Sunday, 26 July 2009

Local Bike Store Quality - Do it yourself?

My daughter went into a well known Lake District cycle store with her rather dilapidated old bike that had two perished tyres, one of which was flat. It had been stored for a long time and she was needing it now for regular short commutes. She wanted to be sure the bike would be reliable and wanted to practice riding before needing to go to work on it.

She organised with the staff at the counter to have two new tyres and tubes fitted. After a coffee she returned to see her steed looking much better with its new rubber installed and went for a short ride.

The next day I offered to go on a ride with her only to find when we got the bike out, the same wheel was flat again. Before we could go on our ride, I had to repair it. The tube was the original tube with the original hole in it. I know because it also had another patch on. This particular store gets a lot of passing trade from the many day trippers to the Lake District, which is what my daughter had done. Consequently, it was not easy to just pop back to the shop and get the mistake rectified.
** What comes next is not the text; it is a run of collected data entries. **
//! SQLite implementation of the EntryStore trait.
//!
//! This is the durable backend: one database file per peer. It uses rusqlite
//! with bundled SQLite, wrapped in async via tokio::spawn_blocking.

use std::path::Path;
use std::sync::{Arc, Mutex};

use async_trait::async_trait;
use rusqlite::{params, Connection, OptionalExtension};

use parlor_core::{decode_entry, Entry, EntryId, LogAddress, LogKind};

use crate::error::{Result, StoreError};
use crate::migration;
use crate::traits::{now_millis, EntryStore, InsertResult, LogRecord};

/// SQLite-based store implementation.
///
/// Thread-safe via internal Mutex. All operations use spawn_blocking
/// to avoid blocking the async runtime.
#[derive(Clone)]
pub struct SqliteStore {
    conn: Arc<Mutex<Connection>>,
}

impl SqliteStore {
    /// Open a SQLite database at the given path.
    ///
    /// Creates the file and runs migrations if it doesn't exist.
    pub fn open(path: impl AsRef<Path>) -> Result<Self> {
        let mut conn = Connection::open(path)?;
        migration::migrate(&mut conn)?;
        Ok(Self {
            conn: Arc::new(Mutex::new(conn)),
        })
    }

    /// Open an in-memory SQLite database.
    ///
    /// Useful for testing.
    pub fn open_memory() -> Result<Self> {
        let mut conn = Connection::open_in_memory()?;
        migration::migrate(&mut conn)?;
        Ok(Self {
            conn: Arc::new(Mutex::new(conn)),
        })
    }

    /// Run a blocking closure against the connection on the blocking pool.
    async fn run<F, T>(&self, f: F) -> Result<T>
    where
        F: FnOnce(&Connection) -> Result<T> + Send + 'static,
        T: Send + 'static,
    {
        let conn = self.conn.clone();
        tokio::task::spawn_blocking(move || {
            let conn = conn
                .lock()
                .map_err(|e| StoreError::Poisoned(e.to_string()))?;
            f(&conn)
        })
        .await
        .map_err(|e| StoreError::Task(e.to_string()))?
    }
}

fn encode_heads(heads: &[EntryId]) -> Result<Vec<u8>> {
    let mut buf = Vec::new();
    ciborium::into_writer(heads, &mut buf).map_err(|e| StoreError::Serialization(e.to_string()))?;
    Ok(buf)
}

fn address_from_blob(blob: Vec<u8>) -> Result<LogAddress> {
    let arr: [u8; 32] = blob
        .try_into()
        .map_err(|_| StoreError::InvalidData("log address is not 32 bytes".into()))?;
    Ok(LogAddress::from_bytes(arr))
}

#[async_trait]
impl EntryStore for SqliteStore {
    async fn insert_entry(&self, entry: &Entry, canonical: &[u8]) -> Result<InsertResult> {
        let entry = entry.clone();
        let canonical = canonical.to_vec();

        self.run(move |conn| {
            let entry_id = entry.compute_id();
            let heads = encode_heads(entry.heads())?;

            let changed = conn.execute(
                "INSERT OR IGNORE INTO entries (
                    entry_id, log_address, author, heads, payload, signature,
                    canonical_bytes, ingested_at
                ) VALUES (?1, ?2, ?3, ?4, ?5, ?6, ?7, ?8)",
                params![
                    entry_id.as_bytes().as_slice(),
                    entry.log().as_bytes().as_slice(),
                    entry.author().as_bytes().as_slice(),
                    heads,
                    &entry.payload[..],
                    entry.signature.as_bytes().as_slice(),
                    canonical,
                    now_millis(),
                ],
            )?;

            Ok(if changed == 0 {
                InsertResult::AlreadyExists
            } else {
                InsertResult::Inserted
            })
        })
        .await
    }

    async fn get_entry(&self, id: &EntryId) -> Result<Option<Entry>> {
        let id = *id;
        self.run(move |conn| {
            let bytes: Option<Vec<u8>> = conn
                .query_row(
                    "SELECT canonical_bytes FROM entries WHERE entry_id = ?1",
                    params![id.as_bytes().as_slice()],
                    |row| row.get(0),
                )
                .optional()?;

            match bytes {
                Some(bytes) => Ok(Some(decode_entry(&bytes)?)),
                None => Ok(None),
            }
        })
        .await
    }

    async fn has_entry(&self, id: &EntryId) -> Result<bool> {
        let id = *id;
        self.run(move |conn| {
            let found: Option<i64> = conn
                .query_row(
                    "SELECT 1 FROM entries WHERE entry_id = ?1",
                    params![id.as_bytes().as_slice()],
                    |row| row.get(0),
                )
                .optional()?;
            Ok(found.is_some())
        })
        .await
    }

    async fn entries_for_log(&self, log: &LogAddress) -> Result<Vec<Entry>> {
        let log = *log;
        self.run(move |conn| {
            let mut stmt = conn.prepare(
                "SELECT canonical_bytes FROM entries
                 WHERE log_address = ?1
                 ORDER BY ingested_at, rowid",
            )?;
            let rows = stmt
                .query_map(params![log.as_bytes().as_slice()], |row| {
                    row.get::<_, Vec<u8>>(0)
                })?
                .collect::<std::result::Result<Vec<_>, _>>()?;

            rows.iter()
                .map(|bytes| decode_entry(bytes).map_err(StoreError::from))
                .collect()
        })
        .await
    }

    async fn count_entries(&self, log: &LogAddress) -> Result<usize> {
        let log = *log;
        self.run(move |conn| {
            let count: i64 = conn.query_row(
                "SELECT COUNT(*) FROM entries WHERE log_address = ?1",
                params![log.as_bytes().as_slice()],
                |row| row.get(0),
            )?;
            Ok(count as usize)
        })
        .await
    }

    async fn register_log(&self, address: &LogAddress, kind: LogKind, name: &str) -> Result<()> {
        let address = *address;
        let name = name.to_string();
        self.run(move |conn| {
            conn.execute(
                "INSERT OR IGNORE INTO logs (address, kind, name, created_at)
                 VALUES (?1, ?2, ?3, ?4)",
                params![
                    address.as_bytes().as_slice(),
                    kind.to_u8(),
                    name,
                    now_millis()
                ],
            )?;
            Ok(())
        })
        .await
    }

    async fn list_logs(&self, kind: Option<LogKind>) -> Result<Vec<LogRecord>> {
        self.run(move |conn| {
            let mut stmt = conn.prepare(
                "SELECT address, kind, name, created_at FROM logs
                 WHERE ?1 IS NULL OR kind = ?1
                 ORDER BY created_at, name",
            )?;
            let rows = stmt
                .query_map(params![kind.map(LogKind::to_u8)], |row| {
                    Ok((
                        row.get::<_, Vec<u8>>(0)?,
                        row.get::<_, u8>(1)?,
                        row.get::<_, String>(2)?,
                        row.get::<_, i64>(3)?,
                    ))
                })?
                .collect::<std::result::Result<Vec<_>, _>>()?;

            rows.into_iter()
                .map(|(address, kind, name, created_at)| {
                    Ok(LogRecord {
                        address: address_from_blob(address)?,
                        kind: LogKind::from_u8(kind).ok_or_else(|| {
                            StoreError::InvalidData(format!("unknown log kind {}", kind))
                        })?,
                        name,
                        created_at,
                    })
                })
                .collect()
        })
        .await
    }
}

#[cfg(test)]
mod tests {
    use super::*;
    use parlor_core::{canonical_bytes, EntryBuilder, Identity};

    fn make_entry(identity: &Identity, log: LogAddress, text: &str, heads: Vec<EntryId>) -> Entry {
        EntryBuilder::new(log)
            .timestamp(1_234_567_890_000)
            .heads(heads)
            .payload(text.as_bytes().to_vec())
            .sign(identity)
    }

    #[tokio::test]
    async fn test_insert_and_get_entry() {
        let store = SqliteStore::open_memory().unwrap();
        let identity = Identity::generate();
        let log = LogAddress::derive(LogKind::Channel, "general");
        let entry = make_entry(&identity, log, "hello", vec![]);
        let id = entry.compute_id();

        let result = store
            .insert_entry(&entry, &canonical_bytes(&entry))
            .await
            .unwrap();
        assert_eq!(result, InsertResult::Inserted);

        let retrieved = store.get_entry(&id).await.unwrap().unwrap();
        assert_eq!(retrieved, entry);
        assert!(store.has_entry(&id).await.unwrap());
    }

    #[tokio::test]
    async fn test_insert_idempotent() {
        let store = SqliteStore::open_memory().unwrap();
        let identity = Identity::generate();
        let log = LogAddress::derive(LogKind::Channel, "general");
        let entry = make_entry(&identity, log, "hello", vec![]);
        let canonical = canonical_bytes(&entry);

        assert_eq!(
            store.insert_entry(&entry, &canonical).await.unwrap(),
            InsertResult::Inserted
        );
        assert_eq!(
            store.insert_entry(&entry, &canonical).await.unwrap(),
            InsertResult::AlreadyExists
        );
        assert_eq!(store.count_entries(&log).await.unwrap(), 1);
    }

    #[tokio::test]
    async fn test_entries_for_log_filters() {
        let store = SqliteStore::open_memory().unwrap();
        let identity = Identity::generate();
        let general = LogAddress::derive(LogKind::Channel, "general");
        let random = LogAddress::derive(LogKind::Channel, "random");

        let first = make_entry(&identity, general, "one", vec![]);
        let second = make_entry(&identity, general, "two", vec![first.compute_id()]);
        let other = make_entry(&identity, random, "elsewhere", vec![]);
        for e in [&first, &second, &other] {
            store.insert_entry(e, &canonical_bytes(e)).await.unwrap();
        }

        let entries = store.entries_for_log(&general).await.unwrap();
        assert_eq!(entries.len(), 2);
        assert!(entries.iter().all(|e| e.log() == &general));
    }

    #[tokio::test]
    async fn test_register_and_list_logs() {
        let store = SqliteStore::open_memory().unwrap();
        let general = LogAddress::derive(LogKind::Channel, "general");
        let users = LogAddress::derive(LogKind::Registry, "direct-messages");

        store.register_log(&general, LogKind::Channel, "general").await.unwrap();
        store.register_log(&general, LogKind::Channel, "general").await.unwrap();
        store.register_log(&users, LogKind::Registry, "direct-messages").await.unwrap();

        assert_eq!(store.list_logs(None).await.unwrap().len(), 2);
        let channels = store.list_logs(Some(LogKind::Channel)).await.unwrap();
        assert_eq!(channels.len(), 1);
        assert_eq!(channels[0].address, general);
        assert_eq!(channels[0].name, "general");
    }

    #[tokio::test]
    async fn test_reopen_persists() {
        let dir = tempfile::tempdir().unwrap();
        let path = dir.path().join("parlor.db");
        let identity = Identity::generate();
        let log = LogAddress::derive(LogKind::Conversation, "alice");
        let entry = make_entry(&identity, log, "secret hello", vec![]);

        {
            let store = SqliteStore::open(&path).unwrap();
            store.insert_entry(&entry, &canonical_bytes(&entry)).await.unwrap();
        }

        let store = SqliteStore::open(&path).unwrap();
        assert_eq!(store.entries_for_log(&log).await.unwrap(), vec![entry]);
    }
}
She checked the receipt and hadn't been charged for tubes, so somewhere between the counter and the service guy, there must have been a communication breakdown. I still find it strange that a large bike shop, like the one she used, would not have staff experienced enough to ensure all cycles leaving their store are roadworthy and reliable. My daughter paid top price for the tyres and £10 for the labour. It's unfortunate that large stores such as this force the smaller shops offering better service out of business. Net result: my 'avoid' list of cycle shops is growing faster than my 'support' list. It also means those prepared to 'do-it-yourself' rely on Internet resellers, which would have been around £14 cheaper. In this instance, it was not about the cost but about the inconvenience.

This is another example I've encountered of inadequate service from a 'reputable' cycle shop. I don't want to dis' the shop in question but this experience does beg the question how a growing bike industry with a supposed bright future is going to gain mass acceptance by the general public when it seems odds-on that they'll be let down by their suppliers? The solution is to build a relationship with a local supplier you can trust, if you can find one, and hope when you're out of town, you find one that's equally as good.

4 comments:

welshcyclist said...

Your comments are spot on, I see new cyclists every day on my commutes, are they riding bikes that are fit for purpose? I have grave doubts. I became a commuter because of the Cycle2Work scheme, I knew very little about cycling or bike maintenance, so I purchased a Bikecare plan from Halfords. The first bike I had they couldn't service because no-one was trained in internal hub gears, and I had a very frustrating time, until Halfords actually admitted the fact, and gave me a new derailleur geared bike. There followed 6 months of heaven, until I needed spokes replaced, there followed two slow punctures, because the spokes haven't been fitted correctly. I have to go back to get it sorted yet again. I don't blame the young lads doing the reapairs, I blame Halfords management, because these lads are expected to serve while doing the repairs, obviously this breaks their concentration, and things are missed. Any new cyclists steer clear of Halfords Bikecare Plan, but where do you find a good bikeshop ?

Psychalist said...

I'm surprised you kept going back to Halfords but I suppose if there is a lack of other shops locally, you've no choice. Although we've a couple of shops in town, one very local, they have either too narrow a focus (new mtb, new road) or are just plain unhelpful. I've found a couple of really helpful good shops in local towns and know of others I suspect are good - usually by word of mouth, forums or via local cycling club links. Try looking on the CTC forums or searching for local road clubs - they may not be your cup of tea but you don't have to join, but you will generally get good advice.

Cheer and thanks for reading.

Alex Gomes said...

Hi,
I've been a bike mechanic for 18 years now and worked at 8 shops in 3 countries.
After working at some bigger companies I can but agree with your comments. I've grown disgusted at the (lack of) customer service of those larger shops. Especially so because I was actively prevented from doing/offering better service.

To me, today, a "proper" bike shop is owned by an avid cyclist employing a minimum of staff and keeping operations small enough to allow him/her to be directly involved with the customers, not locked away in an office "managing" (shufling papers).
I think there should be a small, helpfull shop in every block or so in bigger cities.

Until this utopia comes true, my advise is: always go back to the shop and TALK. Be a friendly customer, show understanding for their mistakes and be VERY FIRM. Get it in your mind that you deserve good service and insist on not getting anything less than that. You're paying for it!
Don't bitch, don't be abusive, smile and be civil, comunicate clearly what you wish.
I've seen some of my worst employers and colleagues be motivated to do their best simply due to the attitude of the customer: firm and friendly.

Just my two cents, hope it helps somewhat.

Cheers,
Alex.

Psychalist said...

Alex, Thanks for that - I think you're quite correct - communication is key. The shops I've felt most comfortable using, and I go back to, are the ones that listen and have empathy for what I need. Sometimes I might not get what I want, but if they tried to be helpful and didn't make me feel a fool, they create the opportunity to return and win a future sale.